STUDY MATERIAL —
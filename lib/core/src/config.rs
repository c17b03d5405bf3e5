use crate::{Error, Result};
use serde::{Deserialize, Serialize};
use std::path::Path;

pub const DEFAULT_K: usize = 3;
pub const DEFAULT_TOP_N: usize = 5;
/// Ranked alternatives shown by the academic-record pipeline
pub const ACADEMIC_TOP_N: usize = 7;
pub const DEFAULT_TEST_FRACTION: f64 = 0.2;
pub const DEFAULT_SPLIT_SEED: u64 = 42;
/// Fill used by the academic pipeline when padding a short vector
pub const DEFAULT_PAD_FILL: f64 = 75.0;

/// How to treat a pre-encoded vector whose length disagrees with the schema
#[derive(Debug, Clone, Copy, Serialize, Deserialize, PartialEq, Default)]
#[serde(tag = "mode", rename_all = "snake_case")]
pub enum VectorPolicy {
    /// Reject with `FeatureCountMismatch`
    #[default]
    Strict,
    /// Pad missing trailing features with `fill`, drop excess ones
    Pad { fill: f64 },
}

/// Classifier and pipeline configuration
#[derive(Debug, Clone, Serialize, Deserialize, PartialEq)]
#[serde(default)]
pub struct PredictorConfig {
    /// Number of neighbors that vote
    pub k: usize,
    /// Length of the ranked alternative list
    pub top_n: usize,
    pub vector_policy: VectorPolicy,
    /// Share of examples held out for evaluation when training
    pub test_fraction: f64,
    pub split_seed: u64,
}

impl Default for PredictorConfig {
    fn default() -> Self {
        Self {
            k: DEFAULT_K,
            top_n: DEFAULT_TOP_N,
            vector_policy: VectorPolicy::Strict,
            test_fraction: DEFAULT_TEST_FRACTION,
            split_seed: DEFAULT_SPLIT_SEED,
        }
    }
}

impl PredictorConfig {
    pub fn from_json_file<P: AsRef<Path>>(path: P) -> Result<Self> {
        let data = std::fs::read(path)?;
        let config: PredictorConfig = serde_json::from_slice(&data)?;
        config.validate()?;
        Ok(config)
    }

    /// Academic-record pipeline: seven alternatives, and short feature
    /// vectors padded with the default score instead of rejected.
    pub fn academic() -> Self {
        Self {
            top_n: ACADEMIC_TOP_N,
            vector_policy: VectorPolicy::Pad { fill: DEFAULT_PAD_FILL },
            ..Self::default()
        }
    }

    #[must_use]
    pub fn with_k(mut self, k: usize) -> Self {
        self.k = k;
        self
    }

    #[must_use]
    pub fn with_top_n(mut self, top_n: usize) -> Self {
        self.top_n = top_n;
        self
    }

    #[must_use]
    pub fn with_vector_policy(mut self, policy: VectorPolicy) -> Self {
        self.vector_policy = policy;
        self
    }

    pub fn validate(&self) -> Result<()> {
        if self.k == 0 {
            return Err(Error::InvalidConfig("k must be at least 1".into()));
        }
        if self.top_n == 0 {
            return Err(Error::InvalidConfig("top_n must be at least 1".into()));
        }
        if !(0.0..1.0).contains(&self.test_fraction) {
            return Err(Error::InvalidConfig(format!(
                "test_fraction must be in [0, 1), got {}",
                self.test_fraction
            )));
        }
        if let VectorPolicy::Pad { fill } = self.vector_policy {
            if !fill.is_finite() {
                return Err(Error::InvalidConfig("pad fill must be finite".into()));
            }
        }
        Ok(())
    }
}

---

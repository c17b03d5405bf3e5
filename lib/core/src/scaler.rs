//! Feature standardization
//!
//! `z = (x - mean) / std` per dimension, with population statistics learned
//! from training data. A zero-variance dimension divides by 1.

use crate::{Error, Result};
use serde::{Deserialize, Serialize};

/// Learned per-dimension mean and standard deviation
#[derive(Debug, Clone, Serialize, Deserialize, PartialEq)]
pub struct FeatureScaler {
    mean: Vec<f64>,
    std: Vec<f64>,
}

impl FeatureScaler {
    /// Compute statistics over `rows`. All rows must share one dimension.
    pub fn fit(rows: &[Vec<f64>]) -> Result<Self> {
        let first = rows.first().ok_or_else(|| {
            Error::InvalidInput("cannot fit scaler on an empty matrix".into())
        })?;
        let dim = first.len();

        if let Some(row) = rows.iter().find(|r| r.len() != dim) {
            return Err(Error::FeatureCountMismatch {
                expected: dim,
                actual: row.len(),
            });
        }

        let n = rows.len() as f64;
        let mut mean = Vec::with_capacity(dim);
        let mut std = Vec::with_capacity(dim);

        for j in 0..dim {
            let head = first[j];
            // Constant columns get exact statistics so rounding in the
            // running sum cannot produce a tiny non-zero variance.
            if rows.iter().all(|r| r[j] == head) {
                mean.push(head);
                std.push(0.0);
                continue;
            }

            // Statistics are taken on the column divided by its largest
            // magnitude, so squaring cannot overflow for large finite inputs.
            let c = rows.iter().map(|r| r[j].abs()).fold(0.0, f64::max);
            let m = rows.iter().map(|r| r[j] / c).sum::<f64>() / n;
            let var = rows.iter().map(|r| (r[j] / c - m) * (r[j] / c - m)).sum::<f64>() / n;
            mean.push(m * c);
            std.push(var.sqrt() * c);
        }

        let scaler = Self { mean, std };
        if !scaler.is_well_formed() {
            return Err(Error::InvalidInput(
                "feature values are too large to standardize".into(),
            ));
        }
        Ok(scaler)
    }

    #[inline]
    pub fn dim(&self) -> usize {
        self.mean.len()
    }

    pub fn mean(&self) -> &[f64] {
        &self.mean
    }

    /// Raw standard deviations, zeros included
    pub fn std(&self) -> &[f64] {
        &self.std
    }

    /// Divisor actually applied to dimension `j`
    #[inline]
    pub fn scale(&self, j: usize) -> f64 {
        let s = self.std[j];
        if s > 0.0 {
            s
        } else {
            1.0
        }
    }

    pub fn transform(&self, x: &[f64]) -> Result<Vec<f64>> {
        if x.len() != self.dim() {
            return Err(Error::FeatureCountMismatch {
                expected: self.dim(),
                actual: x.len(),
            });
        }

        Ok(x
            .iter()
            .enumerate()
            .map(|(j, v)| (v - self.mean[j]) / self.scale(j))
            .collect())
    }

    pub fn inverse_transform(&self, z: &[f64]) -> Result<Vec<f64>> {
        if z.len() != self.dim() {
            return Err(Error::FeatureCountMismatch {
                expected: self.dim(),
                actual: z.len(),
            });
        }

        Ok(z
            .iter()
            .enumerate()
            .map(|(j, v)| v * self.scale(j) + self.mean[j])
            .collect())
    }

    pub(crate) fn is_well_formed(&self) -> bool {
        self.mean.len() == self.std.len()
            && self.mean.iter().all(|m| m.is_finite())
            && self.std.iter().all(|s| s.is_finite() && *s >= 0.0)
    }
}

TASK REQUIREMENTS — Answer with one number only: how many lines in the data contain the word "Strict"?

EXERCISE RESPONSE — 2